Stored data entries
=== Section Start ===

//! Redis-backed key-value store.

use super::service::{CacheError, CacheResult, KvStore};
use async_trait::async_trait;
use redis::{AsyncCommands, Client, aio::ConnectionManager};
use tokio::sync::OnceCell;
use tracing::{debug, info};

/// Redis implementation of [`KvStore`].
///
/// The connection is established lazily on first use and then reused through
/// a `ConnectionManager`, which reconnects on its own after transient failures.
/// A failed first connection is reported as [`CacheError::ConnectionError`] and
/// attempted again on the next call.
pub struct RedisKv {
    client: Client,
    manager: OnceCell<ConnectionManager>,
}

impl RedisKv {
    /// Creates a store for `redis_url` without connecting.
    ///
    /// # Errors
    ///
    /// Returns [`CacheError::ConnectionError`] if the URL cannot be parsed.
    pub fn new(redis_url: &str) -> CacheResult<Self> {
        let client = Client::open(redis_url).map_err(|e| {
            CacheError::ConnectionError(format!("Failed to create Redis client: {}", e))
        })?;

        Ok(Self {
            client,
            manager: OnceCell::new(),
        })
    }

    /// Creates a store and validates the connection with a PING.
    pub async fn connect(redis_url: &str) -> CacheResult<Self> {
        info!("Connecting to Redis at {}", redis_url);

        let store = Self::new(redis_url)?;
        let mut conn = store.connection().await?;
        conn.ping::<()>()
            .await
            .map_err(|e| CacheError::ConnectionError(format!("Redis PING failed: {}", e)))?;

        info!("✓ Connected to Redis");
        Ok(store)
    }

    async fn connection(&self) -> CacheResult<ConnectionManager> {
        let manager = self
            .manager
            .get_or_try_init(|| async {
                debug!("Opening Redis connection");
                ConnectionManager::new(self.client.clone())
                    .await
                    .map_err(|e| {
                        CacheError::ConnectionError(format!("Failed to connect to Redis: {}", e))
                    })
            })
            .await?;

        Ok(manager.clone())
    }
}

fn op_error(op: &str, key: &str, e: redis::RedisError) -> CacheError {
    CacheError::OperationError(format!("Redis {} failed for {}: {}", op, key, e))
}

#[async_trait]
impl KvStore for RedisKv {
    async fn get(&self, key: &str) -> CacheResult<Option<String>> {
        let mut conn = self.connection().await?;
        conn.get::<_, Option<String>>(key)
            .await
            .map_err(|e| op_error("GET", key, e))
    }

    async fn set_ex(&self, key: &str, value: &str, ttl_seconds: u64) -> CacheResult<()> {
        let mut conn = self.connection().await?;
        conn.set_ex::<_, _, ()>(key, value, ttl_seconds)
            .await
            .map_err(|e| op_error("SET", key, e))
    }

    async fn del(&self, key: &str) -> CacheResult<()> {
        let mut conn = self.connection().await?;
        let deleted = conn
            .del::<_, i64>(key)
            .await
            .map_err(|e| op_error("DEL", key, e))?;
        if deleted > 0 {
            debug!("Redis DEL {}", key);
        }
        Ok(())
    }

    async fn incr(&self, key: &str) -> CacheResult<i64> {
        let mut conn = self.connection().await?;
        conn.incr::<_, _, i64>(key, 1)
            .await
            .map_err(|e| op_error("INCR", key, e))
    }

    async fn expire(&self, key: &str, ttl_seconds: u64) -> CacheResult<()> {
        let mut conn = self.connection().await?;
        conn.expire::<_, ()>(key, ttl_seconds as i64)
            .await
            .map_err(|e| op_error("EXPIRE", key, e))
    }

    async fn health_check(&self) -> bool {
        match self.connection().await {
            Ok(mut conn) => conn.ping::<()>().await.is_ok(),
            Err(_) => false,
        }
    }
}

=== Section End ===

DIRECTIONS FOR THIS TASK: Write down exactly the span of lines above from the one containing "async fn set_ex(&self, key: &str, value: &str, ttl_seconds: u64)" to the one containing "let deleted = conn", both ends included.

TASK SOLUTION:
    async fn set_ex(&self, key: &str, value: &str, ttl_seconds: u64) -> CacheResult<()> {
        let mut conn = self.connection().await?;
        conn.set_ex::<_, _, ()>(key, value, ttl_seconds)
            .await
            .map_err(|e| op_error("SET", key, e))
    }

    async fn del(&self, key: &str) -> CacheResult<()> {
        let mut conn = self.connection().await?;
        let deleted = conn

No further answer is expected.